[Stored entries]
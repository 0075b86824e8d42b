//! # FlashAuth - An In-Process Authentication and Authorization Engine
//!
//! FlashAuth stores users, roles and session tokens in memory, validates
//! credentials, issues and expires tokens, and answers role-membership queries.
//!
//! ## Features
//!
//! - **Sharded Storage**: Users and tokens live in independently locked shards
//! - **Token Lifecycle**: Tokens are created, renewed in place, invalidated and expired
//! - **Lazy Role Cleanup**: Deleted roles disappear from users on their next read
//! - **Background Sweeping**: A Tokio task reclaims expired tokens one shard at a time
//!
//! ## Architecture
//!
//! ```text
//! ┌─────────────────────────────────────────────────────────────────────────┐
//! │                              AuthEngine                                 │
//! │                                                                         │
//! │  ┌──────────────────────────┐        ┌──────────────────────────┐       │
//! │  │        UserStore         │ ─────> │        TokenStore        │       │
//! │  │ ┌──────┐┌──────┐┌──────┐ │ token  │ ┌──────┐┌──────┐┌──────┐ │       │
//! │  │ │Shard0││Shard1││...N  │ │  id    │ │Shard0││Shard1││...M  │ │       │
//! │  │ │RwLock││RwLock││      │ │ <───── │ │RwLock││RwLock││      │ │       │
//! │  │ └──────┘└──────┘└──────┘ │  owner │ └──────┘└──────┘└──────┘ │       │
//! │  └────────────┬─────────────┘        └────────────▲─────────────┘       │
//! │               │ Arc<Role>                         │                     │
//! │               ▼                                   │ one shard per tick  │
//! │  ┌──────────────────────────┐        ┌────────────┴─────────────┐       │
//! │  │  RoleRegistry (RwLock)   │        │      ExpirySweeper       │       │
//! │  └──────────────────────────┘        │  (Background Tokio Task) │       │
//! │                                      └──────────────────────────┘       │
//! └─────────────────────────────────────────────────────────────────────────┘
//! ```
//!
//! ## Quick Start
//!
//! ```ignore
//! use flashauth::{AuthEngine, EngineConfig, Status};
//! use std::sync::Arc;
//!
//! #[tokio::main]
//! async fn main() -> flashauth::Result<()> {
//!     let engine = Arc::new(AuthEngine::new(EngineConfig::default())?);
//!
//!     engine.create_user("alice", "c2VjcmV0");
//!     let (token, status) = engine.authenticate("alice", "c2VjcmV0");
//!     assert_eq!(status, Status::TokenCreated);
//!
//!     engine.shutdown();
//!     Ok(())
//! }
//! ```
//!
//! ## Module Overview
//!
//! - [`engine`]: The facade exposing every operation
//! - [`storage`]: Partitioned stores, role registry and the token sweeper
//! - [`status`]: The closed set of operation outcomes
//! - [`config`]: Engine configuration
//! - [`commands`]: Text console over the engine
//!
//! ## Design Highlights
//!
//! ### Lock Ordering
//!
//! Operations that touch both stores lock the user shard first and the token
//! shard second. Role checks read the token, release it, then lock the user.
//! No path acquires a user shard while holding a token shard.
//!
//! ### References by Key
//!
//! A user stores the id of its token and a token stores its owner's name.
//! Detaching them is clearing a key, and a lookup through the owning store is
//! always the source of truth.
//!
//! ### Passwords
//!
//! Passwords arrive already encoded by the caller and are compared as opaque
//! strings. The console's encoding is reversible; it is not a password hash.

pub mod commands;
pub mod config;
pub mod engine;
pub mod error;
pub mod status;
pub mod storage;

// Re-export commonly used types for convenience
pub use commands::{CommandHandler, Reply};
pub use config::EngineConfig;
pub use engine::{AuthEngine, EngineStats};
pub use error::{Error, Result};
pub use status::{Status, StatusClass};
pub use storage::IssuedToken;

/// Version of FlashAuth
pub const VERSION: &str = env!("CARGO_PKG_VERSION");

Aim of the exercise: From the data above, copy each line that holds "Background".

Output for this task:
//! - **Background Sweeping**: A Tokio task reclaims expired tokens one shard at a time
//! │  └──────────────────────────┘        │  (Background Tokio Task) │       │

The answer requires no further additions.